Although Harry Benson has also covered wars, revolutions and assassinations, the photojournalist is best known for his celebrity photos. You name the face — Muhammad Ali, Michael Jackson, Greta Garbo, Princess Grace, Princess Diana, Queen Elizabeth — and it could be a Benson image that you conjure up.
Some critics complain that a Benson celebrity looks the way you would expect him or her to look, but others say that is because he sets the standard. You are not surprised or shocked by his images so much as reassured by them — Yes, Ronald Reagan did indeed love Nancy and she him, just look at the pictures.
As he sat among a retrospective of 60 years of his work at the Los Angeles Pacific Design Center, an exhibit sponsored by Architectural Digest, Benson reminisced about his work and the rules he lives by. The exhibition is on until May.
The rules are common sense — hit the ground running and don’t follow the pack, dress neatly so as not to insult the people you are photographing, be nervous because if you aren’t, you should be and most of all, do not become buddies with the subjects, unless they are the Beatles. “They were human beings. They weren’t surrounded by handlers and PR types,” he said. Benson flew into the United States with the Beatles in 1964 and never left.
“Celebrities, I don’t want to know them afterwards. I don’t care and I would never have dinner with them (during the shoot) because I don’t want them to dictate what I am doing. They’ll say things like ‘Harry, don’t use that picture of me in the swimming pool.’ So we wind up using the picture shot in the library and it is crappy,” he said in a soft accent bred in Glasgow.
“And I never speak to them afterwards. I am a professional and I assume they are,” he added, trying to explain that photography is a serious business, despite how many tricks you have played and how much fun you have had.
And at age 79, Benson has had more than his fair share of tricks and fun. He’s taken competitors’ shoes from in front of their hotel rooms so they could not come after him, he’s assured editors that he is in the place to be when he is nowhere near it and he’s stuffed rolls of film into his socks, just in case someone decides to confiscate his cameras.
His most famous picture of the Beatles — and his favorite picture — is of the 1964 pillow fight in a Paris hotel. He asked them to do it after seeing them have one a few days before.

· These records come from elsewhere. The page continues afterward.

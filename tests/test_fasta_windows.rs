// tests/test_fasta_windows.rs

use cpxseq::position::Position;
use cpxseq::sequence::{reverse_complement, FastaIndex};
use cpxseq::{
    ChromosomeTable, CpxError, CpxType, CpxVariant, ErrorKind, SequenceBuilder, WindowConfig,
};

use std::fs;
use std::io::{self, Write};
use std::path::Path;
use tempfile::{tempdir, TempDir};

const CHR1_LEN: usize = 8_000;
const CHR2_LEN: usize = 3_000;
const WINDOW: usize = 1_000;

/// Pseudo-random bases from a fixed linear congruential generator.
fn random_bases(len: usize, seed: u64) -> Vec<u8> {
    let mut state = seed;
    (0..len)
        .map(|_| {
            state = state
                .wrapping_mul(6364136223846793005)
                .wrapping_add(1442695040888963407);
            b"ACGT"[(state >> 62) as usize]
        })
        .collect()
}

fn write_fasta(path: &Path, records: &[(&str, &[u8])]) -> io::Result<()> {
    let mut file = fs::File::create(path)?;
    for (name, seq) in records {
        writeln!(file, ">{name}")?;
        for line in seq.chunks(60) {
            // soft-masked lowercase must come back uppercased
            file.write_all(&line.to_ascii_lowercase())?;
            writeln!(file)?;
        }
    }
    Ok(())
}

struct Fixture {
    _dir: TempDir,
    chr1: Vec<u8>,
    chr2: Vec<u8>,
    reference: FastaIndex,
    chroms: ChromosomeTable,
}

fn fixture() -> io::Result<Fixture> {
    let dir = tempdir()?;
    let chr1 = random_bases(CHR1_LEN, 17);
    let chr2 = random_bases(CHR2_LEN, 23);

    let fasta = dir.path().join("ref.fa");
    write_fasta(&fasta, &[("chr1", &chr1[..]), ("chr2", &chr2[..])])?;

    let lengths = dir.path().join("lengths.tsv");
    fs::write(&lengths, format!("CHROM\tchrom_max\n1\t{CHR1_LEN}\n2\t{CHR2_LEN}\n"))?;
    let centromeres = dir.path().join("centromeres.tsv");
    fs::write(&centromeres, "CHROM\tcentromere\nchr1\t4000\nchr2\t1500\n")?;

    let reference = FastaIndex::build(&[fasta.to_string_lossy().into_owned()])
        .map_err(|e| io::Error::new(io::ErrorKind::Other, e))?;
    let chroms = ChromosomeTable::from_files(
        lengths.to_str().unwrap(),
        centromeres.to_str().unwrap(),
    )
    .map_err(|e| io::Error::new(io::ErrorKind::Other, e))?;

    Ok(Fixture {
        _dir: dir,
        chr1,
        chr2,
        reference,
        chroms,
    })
}

fn config() -> WindowConfig {
    WindowConfig {
        window_len: WINDOW,
        max_n_fraction: 0.05,
    }
}

#[test]
fn test_fasta_index_fetch() {
    let fx = fixture().unwrap();
    assert_eq!(fx.reference.sequence_length("chr1"), Some(CHR1_LEN));
    assert_eq!(fx.reference.sequence_length("chr3"), None);

    let seq = fx.reference.fetch_sequence("chr1", 100, 250).unwrap();
    assert_eq!(seq, fx.chr1[100..250].to_vec());
    assert!(fx.reference.fetch_sequence("chr2", 10, 10).unwrap().is_empty());
    assert!(fx.reference.fetch_sequence("chr3", 0, 10).is_err());
}

#[test]
fn test_chromosome_table_from_files() {
    let fx = fixture().unwrap();
    assert_eq!(fx.chroms.len(), 2);
    let chr1 = fx.chroms.get("chr1").unwrap();
    assert_eq!(chr1.length, CHR1_LEN as i64);
    assert_eq!(chr1.centromere, 4_000);
}

#[test]
fn test_chromosome_table_requires_both_entries() {
    let dir = tempdir().unwrap();
    let lengths = dir.path().join("lengths.tsv.gz");
    {
        let file = fs::File::create(&lengths).unwrap();
        let mut encoder = flate2::write::GzEncoder::new(file, flate2::Compression::default());
        encoder.write_all(b"CHROM\tchrom_max\n1\t100\n2\t200\n").unwrap();
        encoder.finish().unwrap();
    }
    let centromeres = dir.path().join("centromeres.tsv");
    fs::write(&centromeres, "CHROM\tcentromere\nchr1\t50\n").unwrap();

    let err = ChromosomeTable::from_files(
        lengths.to_str().unwrap(),
        centromeres.to_str().unwrap(),
    )
    .unwrap_err();
    assert!(err.contains("'2'"), "{err}");
}

#[test]
fn test_mid_chromosome_window() {
    let fx = fixture().unwrap();
    let builder = SequenceBuilder::new(&fx.reference, &fx.chroms, config());
    let variant = CpxVariant {
        chrom: "chr1".to_string(),
        pos: 2_000,
        end: 2_200,
        chrom2: "chr1".to_string(),
        cpx_type: CpxType::DupInvDup,
        intervals: "DUP_1:1950-2000,INV_1:2000-2200,DUP_1:2200-2231".to_string(),
    };

    let pair = builder.build(&variant).unwrap();
    assert_eq!(pair.position, Position::Mid { window_start: 1_600 });
    assert_eq!(pair.ref_seq, fx.chr1[1_600..2_600].to_vec());

    // core 281 bp leaves 719: 360 left, 359 right
    let mut expected = fx.chr1[1_640..2_000].to_vec();
    expected.extend_from_slice(&fx.chr1[1_950..2_000]);
    expected.extend(reverse_complement(&fx.chr1[2_000..2_200]));
    expected.extend_from_slice(&fx.chr1[2_200..2_231]);
    expected.extend_from_slice(&fx.chr1[2_200..2_559]);
    assert_eq!(pair.alt_seq, expected);
    assert_eq!(pair.alt_seq.len(), WINDOW);
}

#[test]
fn test_start_window_never_negative() {
    let fx = fixture().unwrap();
    let builder = SequenceBuilder::new(&fx.reference, &fx.chroms, config());
    let variant = CpxVariant {
        chrom: "chr2".to_string(),
        pos: 50,
        end: 120,
        chrom2: "chr2".to_string(),
        cpx_type: CpxType::DelInvDel,
        intervals: "INV_2:60-110,".to_string(),
    };

    let pair = builder.build(&variant).unwrap();
    assert_eq!(pair.position, Position::Start);
    assert_eq!(pair.ref_seq, fx.chr2[..WINDOW].to_vec());

    let mut expected = fx.chr2[..50].to_vec();
    expected.extend(reverse_complement(&fx.chr2[60..110]));
    expected.extend_from_slice(&fx.chr2[120..120 + WINDOW - 50 - 50]);
    assert_eq!(pair.alt_seq, expected);
}

#[test]
fn test_end_and_centromere_windows_fill_exactly() {
    let fx = fixture().unwrap();
    let builder = SequenceBuilder::new(&fx.reference, &fx.chroms, config());

    for (pos, end, expected) in [
        (7_800, 7_900, Position::End { chrom_len: CHR1_LEN as i64 }),
        (3_800, 3_900, Position::CentroLeft { centromere: 4_000 }),
        (4_100, 4_150, Position::CentroRight { centromere: 4_000 }),
    ] {
        let variant = CpxVariant {
            chrom: "chr1".to_string(),
            pos,
            end,
            chrom2: "chr1".to_string(),
            cpx_type: CpxType::DupInvDel,
            intervals: format!("DUP_1:{}-{},INV_1:{}-{}", pos - 20, pos, pos, end),
        };
        let pair = builder.build(&variant).unwrap();
        assert_eq!(pair.position, expected);
        assert_eq!(pair.ref_seq.len(), WINDOW);
        assert_eq!(pair.alt_seq.len(), WINDOW);
        assert_ne!(pair.ref_seq, pair.alt_seq);
    }
}

#[test]
fn test_span_precondition() {
    let fx = fixture().unwrap();
    let builder = SequenceBuilder::new(&fx.reference, &fx.chroms, config());
    let variant = CpxVariant {
        chrom: "chr1".to_string(),
        pos: 2_000,
        end: 3_000,
        chrom2: "chr1".to_string(),
        cpx_type: CpxType::DelInvDel,
        intervals: "INV_1:2000-2100".to_string(),
    };
    let err = builder.build(&variant).unwrap_err();
    assert!(matches!(err, CpxError::SpanTooLong { .. }));
    assert_eq!(err.kind(), ErrorKind::Precondition);
}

“They had just been told their song ‘I Wanna Hold Your Hand’ was number one in America and I wanted to show their joy and happiness,” he said.
Four years later, Benson made his most famous shot — that of an assassinated Robert Kennedy lying a pool of blood in the kitchen of the Ambassador Hotel in Los Angeles. He was two feet away from the body and he made another picture of his wife, Ethel, screaming for help, her hand raised as if to block the horror.
He said he had not planned to follow RFK out of the hotel but it was too crowded to go the other way.
“I took my pictures and bent down to change my film and put the rolls of used film in my socks. Twenty minutes passed and no help came, Five other people had been shot. I had seen all the blood gush out of Bobby’s head,” Benson said.
He then went home and called the FBI to tell them of his pictures in case there were accomplices to Sirhan Sirhan. “I am still waiting for the FBI to show up,” he said.
According to Benson, he has also missed some good shots. “I had lunch with the spy Kim Philby in Beirut and never took a picture. Who knew he was a spy?”
But then, he did know that Greta Garbo was once a big star and his picture of her swimming wearing a bathing cap in Antigua won play worldwide.
“I had heard she was there and I flew down to look for her and, believe it or not, she just came floating by. She never knew I was taking her picture,” Benson said, putting his lips together and throwing a kiss to his luck and to his profession.